Rita Connolly is a singer who has lived and worked in Ireland. She is primarily known for her work with composer Shaun Davey who wrote a song cycle for her called Granuaile based on the 16th-century pirate queen Gráinne O'Malley as well as including her in other of his works such as The Relief of Derry Symphony, The Pilgrim Suite and his Special Olympics music which was specially composed in 2003. Rita Connolly and Ronan Tynan sang the anthem song "May We Never Have to Say Goodbye" which topped the Irish charts for two weeks.
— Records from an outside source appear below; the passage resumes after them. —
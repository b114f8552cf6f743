//! Controls and actuators: wiring targets
//!
//! Sensors only publish. The components here also accept values through the
//! wiring graph:
//!
//! - [`HysteresisControl`] turns a measurement into an on/off decision with a
//!   dead band: the output goes to 1 above `limit + hysteresis` and back to 0
//!   below `limit - hysteresis`. Wet soil (probe reading above the limit)
//!   lights the indicator in the field node.
//! - [`Switch`] drives a digital output (LED, relay) from its `on` input.
//!
//! ```text
//! soil/soil ──→ control/now   control/out ──→ ledbuiltin/on
//! ```

use heapless::Vec;

use crate::{
    channel::OutputChannel,
    errors::ConfigError,
    ids::{self, ChannelId, Label},
    queue::{Change, ChangeQueue},
    traits::Component,
};

/// Input ports of [`HysteresisControl`]
pub const HYSTERESIS_INPUTS: [&str; 3] = ["now", "limit", "hysteresis"];

/// Input ports of [`Switch`]
pub const SWITCH_INPUTS: [&str; 1] = ["on"];

/// On/off control with a dead band around a limit
///
/// The output switches to 1 when the measurement rises above
/// `limit + hysteresis`, to 0 when it falls below `limit - hysteresis`, and
/// holds its value inside the band.
pub struct HysteresisControl {
    id: Label,
    name: Label,
    now: Option<f32>,
    limit: f32,
    hysteresis: f32,
    min: f32,
    max: f32,
    outputs: Vec<OutputChannel, 1>,
    out_path: ChannelId,
}

impl HysteresisControl {
    /// `min`/`max` bound the accepted limit values
    pub fn new(
        id: &str,
        name: &str,
        limit: f32,
        hysteresis: f32,
        min: f32,
        max: f32,
    ) -> Result<Self, ConfigError> {
        if !min.is_finite() || !max.is_finite() || min > max {
            return Err(ConfigError::InvalidBounds { min, max });
        }
        if !limit.is_finite() || !hysteresis.is_finite() || hysteresis < 0.0 {
            return Err(ConfigError::InvalidConversion);
        }

        let id = ids::identifier(id)?;
        let out = OutputChannel::new("out", "Out", 0.0, 1.0)?;
        let out_path = ChannelId::new(&id, out.id())?;

        let mut outputs = Vec::new();
        let _ = outputs.push(out);

        Ok(Self {
            id,
            name: ids::label(name)?,
            now: None,
            limit: limit.clamp(min, max),
            hysteresis,
            min,
            max,
            outputs,
            out_path,
        })
    }

    /// Current switching point
    pub fn limit(&self) -> f32 {
        self.limit
    }

    /// Half-width of the dead band
    pub fn hysteresis(&self) -> f32 {
        self.hysteresis
    }

    /// Current output, `None` before the first decision
    pub fn state(&self) -> Option<bool> {
        let out = &self.outputs[0];
        out.is_set().then(|| out.get() > 0.5)
    }

    fn evaluate(&mut self, changes: &mut ChangeQueue) {
        let Some(now) = self.now else {
            return;
        };

        let decision = if now > self.limit + self.hysteresis {
            1.0
        } else if now < self.limit - self.hysteresis {
            0.0
        } else {
            return;
        };

        let out = &mut self.outputs[0];
        if let Some(value) = out.set(decision) {
            log_debug!("{}: output {}", self.id.as_str(), value);
            changes.push(Change {
                channel: self.out_path.clone(),
                value,
                retain: out.is_retained(),
            });
        }
    }
}

impl Component for HysteresisControl {
    fn id(&self) -> &str {
        &self.id
    }

    fn name(&self) -> &str {
        &self.name
    }

    fn outputs(&self) -> &[OutputChannel] {
        &self.outputs
    }

    fn inputs(&self) -> &[&'static str] {
        &HYSTERESIS_INPUTS
    }

    fn set_input(&mut self, port: &str, value: f32, changes: &mut ChangeQueue) -> bool {
        if !value.is_finite() {
            return port_known(&HYSTERESIS_INPUTS, port);
        }

        match port {
            "now" => self.now = Some(value),
            "limit" => self.limit = value.clamp(self.min, self.max),
            "hysteresis" => self.hysteresis = if value < 0.0 { -value } else { value },
            _ => return false,
        }

        self.evaluate(changes);
        true
    }
}

/// Digital output driver behind a [`Switch`]
pub trait SwitchDriver {
    /// Set the output level
    fn drive(&mut self, on: bool);
}

impl<S: SwitchDriver + ?Sized> SwitchDriver for alloc::boxed::Box<S> {
    fn drive(&mut self, on: bool) {
        (**self).drive(on)
    }
}

/// Actuator with a single `on` input
///
/// Values of 0.5 and above switch on.
pub struct Switch<S> {
    id: Label,
    name: Label,
    on: bool,
    driver: S,
}

impl<S: SwitchDriver> Switch<S> {
    /// Switch with a single `on` input, initially off
    pub fn new(id: &str, name: &str, driver: S) -> Result<Self, ConfigError> {
        Ok(Self {
            id: ids::identifier(id)?,
            name: ids::label(name)?,
            on: false,
            driver,
        })
    }

    /// Level last driven
    pub fn is_on(&self) -> bool {
        self.on
    }

    /// Underlying output driver
    pub fn driver(&self) -> &S {
        &self.driver
    }
}

impl<S: SwitchDriver> Component for Switch<S> {
    fn id(&self) -> &str {
        &self.id
    }

    fn name(&self) -> &str {
        &self.name
    }

    fn outputs(&self) -> &[OutputChannel] {
        &[]
    }

    fn inputs(&self) -> &[&'static str] {
        &SWITCH_INPUTS
    }

    fn setup(&mut self) -> Result<(), crate::errors::SetupError> {
        self.driver.drive(self.on);
        Ok(())
    }

    fn set_input(&mut self, port: &str, value: f32, _changes: &mut ChangeQueue) -> bool {
        if port != "on" {
            return false;
        }

        self.on = value >= 0.5;
        log_debug!("{}: switch {}", self.id.as_str(), if self.on { "on" } else { "off" });
        self.driver.drive(self.on);
        true
    }
}

fn port_known(ports: &[&str], port: &str) -> bool {
    ports.iter().any(|known| *known == port)
}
She has also produced two solo albums, one with the eponymous title Rita Connolly, and the second Valpariso on the Tara Music label.

In more recent times she has collaborated again with Davey (who is also her husband) and County Kerry based musicians Seamus Begley, Éilís Ní Chinneide, Laurence Courtney, Daithí Ó Sé, and Eoin Begley. They produced a unique body of work based on local poet Caoimhin O Cinneide's poetry converted into a group of songs. They now perform as a band called Beal Tuinne. Rita has also been performing with other musicians such as Liam O'Flynn, Arty McGlynn, Neil Martin, Sean Keane, Noel Eccles and Shaun Davey in a new venture called The Funeral Band. She also performs in a quartet with her husband Shaun Davey, guitarist Gerry O'Beirne, and concertina player Eoin Begley.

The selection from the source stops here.